Task brief:
If a line in the entries below contains "bool", copy it.

━━━ Available data ━━━

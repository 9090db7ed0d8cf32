//! Daily request quota storage
//!
//! One row per (user, date) holding the number of requests the user may still
//! make that day. Every mutation is a single statement or transaction so
//! concurrent messages from the same user cannot lose updates.

use crate::error::{Error, Result};
use chrono::NaiveDate;
use rusqlite::{params, Connection, OptionalExtension};
use std::path::Path;
use std::sync::{Mutex, MutexGuard};

/// Remaining requests for one user on one date
#[derive(Debug, Clone, PartialEq, Eq)]
pub struct QuotaRecord {
    pub user_id: String,
    pub date: NaiveDate,
    pub request_count: u32,
}

/// Durable per-user-per-day counter
pub trait QuotaStore: Send + Sync {
    /// Read the record for (user, date), if any
    fn get(&self, user_id: &str, date: NaiveDate) -> Result<Option<QuotaRecord>>;

    /// Take one request. Returns false when there is no record or it is at zero.
    fn consume_one(&self, user_id: &str, date: NaiveDate) -> Result<bool>;

    /// Drop every record of the user and start `date` at zero
    fn initialize_day(&self, user_id: &str, date: NaiveDate) -> Result<()>;

    /// Add `amount` to (user, date), creating the day's record if needed.
    /// Returns the new count.
    fn credit(&self, user_id: &str, date: NaiveDate, amount: u32) -> Result<u32>;

    /// All records of a user, newest first
    fn history(&self, user_id: &str) -> Result<Vec<QuotaRecord>>;

    /// Delete every record of a user. Returns the number of rows removed.
    fn remove_user(&self, user_id: &str) -> Result<usize>;
}

const SCHEMA: &str = r#"
CREATE TABLE IF NOT EXISTS request_limit (
    user_id       TEXT    NOT NULL,
    date          TEXT    NOT NULL,
    request_count INTEGER NOT NULL DEFAULT 0 CHECK (request_count >= 0),
    PRIMARY KEY (user_id, date)
)
"#;

/// SQLite-backed quota store
pub struct SqliteQuotaStore {
    conn: Mutex<Connection>,
}

impl SqliteQuotaStore {
    /// Open (or create) the quota database at `path`
    pub fn open(path: &Path) -> Result<Self> {
        if let Some(parent) = path.parent() {
            std::fs::create_dir_all(parent)?;
        }
        let conn = Connection::open(path)?;
        conn.busy_timeout(std::time::Duration::from_secs(5))?;
        Self::from_connection(conn)
    }

    /// Private in-memory database (tests, dry runs)
    pub fn open_in_memory() -> Result<Self> {
        Self::from_connection(Connection::open_in_memory()?)
    }

    fn from_connection(conn: Connection) -> Result<Self> {
        conn.execute_batch(SCHEMA)?;
        Ok(Self {
            conn: Mutex::new(conn),
        })
    }

    fn lock(&self) -> Result<MutexGuard<'_, Connection>> {
        self.conn.lock().map_err(|_| Error::StoreLockPoisoned)
    }
}

fn date_key(date: NaiveDate) -> String {
    date.format("%Y-%m-%d").to_string()
}

fn parse_date(raw: &str) -> rusqlite::Result<NaiveDate> {
    NaiveDate::parse_from_str(raw, "%Y-%m-%d").map_err(|e| {
        rusqlite::Error::FromSqlConversionFailure(1, rusqlite::types::Type::Text, Box::new(e))
    })
}

impl QuotaStore for SqliteQuotaStore {
    fn get(&self, user_id: &str, date: NaiveDate) -> Result<Option<QuotaRecord>> {
        let conn = self.lock()?;
        let count: Option<u32> = conn
            .query_row(
                "SELECT request_count FROM request_limit WHERE user_id = ?1 AND date = ?2",
                params![user_id, date_key(date)],
                |row| row.get(0),
            )
            .optional()?;

        Ok(count.map(|request_count| QuotaRecord {
            user_id: user_id.to_string(),
            date,
            request_count,
        }))
    }

    fn consume_one(&self, user_id: &str, date: NaiveDate) -> Result<bool> {
        let conn = self.lock()?;
        let changed = conn.execute(
            "UPDATE request_limit SET request_count = request_count - 1
             WHERE user_id = ?1 AND date = ?2 AND request_count > 0",
            params![user_id, date_key(date)],
        )?;
        Ok(changed == 1)
    }

    fn initialize_day(&self, user_id: &str, date: NaiveDate) -> Result<()> {
        let mut conn = self.lock()?;
        let tx = conn.transaction()?;
        tx.execute(
            "DELETE FROM request_limit WHERE user_id = ?1",
            params![user_id],
        )?;
        tx.execute(
            "INSERT INTO request_limit (user_id, date, request_count) VALUES (?1, ?2, 0)",
            params![user_id, date_key(date)],
        )?;
        tx.commit()?;
        Ok(())
    }

    fn credit(&self, user_id: &str, date: NaiveDate, amount: u32) -> Result<u32> {
        let mut conn = self.lock()?;
        let tx = conn.transaction()?;
        let day = date_key(date);
        // Stale days are dropped the same way initialize_day does
        tx.execute(
            "DELETE FROM request_limit WHERE user_id = ?1 AND date <> ?2",
            params![user_id, day],
        )?;
        tx.execute(
            "INSERT INTO request_limit (user_id, date, request_count) VALUES (?1, ?2, ?3)
             ON CONFLICT (user_id, date)
             DO UPDATE SET request_count = request_count + excluded.request_count",
            params![user_id, day, amount],
        )?;
        let count: u32 = tx.query_row(
            "SELECT request_count FROM request_limit WHERE user_id = ?1 AND date = ?2",
            params![user_id, day],
            |row| row.get(0),
        )?;
        tx.commit()?;
        Ok(count)
    }

    fn history(&self, user_id: &str) -> Result<Vec<QuotaRecord>> {
        let conn = self.lock()?;
        let mut stmt = conn.prepare(
            "SELECT date, request_count FROM request_limit
             WHERE user_id = ?1 ORDER BY date DESC",
        )?;

        let records = stmt
            .query_map(params![user_id], |row| {
                let date: String = row.get(0)?;
                Ok(QuotaRecord {
                    user_id: user_id.to_string(),
                    date: parse_date(&date)?,
                    request_count: row.get(1)?,
                })
            })?
            .collect::<rusqlite::Result<Vec<_>>>()?;

        Ok(records)
    }

    fn remove_user(&self, user_id: &str) -> Result<usize> {
        let conn = self.lock()?;
        let removed = conn.execute(
            "DELETE FROM request_limit WHERE user_id = ?1",
            params![user_id],
        )?;
        Ok(removed)
    }
}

━━━

Response:
    fn consume_one(&self, user_id: &str, date: NaiveDate) -> Result<bool>;
    fn consume_one(&self, user_id: &str, date: NaiveDate) -> Result<bool> {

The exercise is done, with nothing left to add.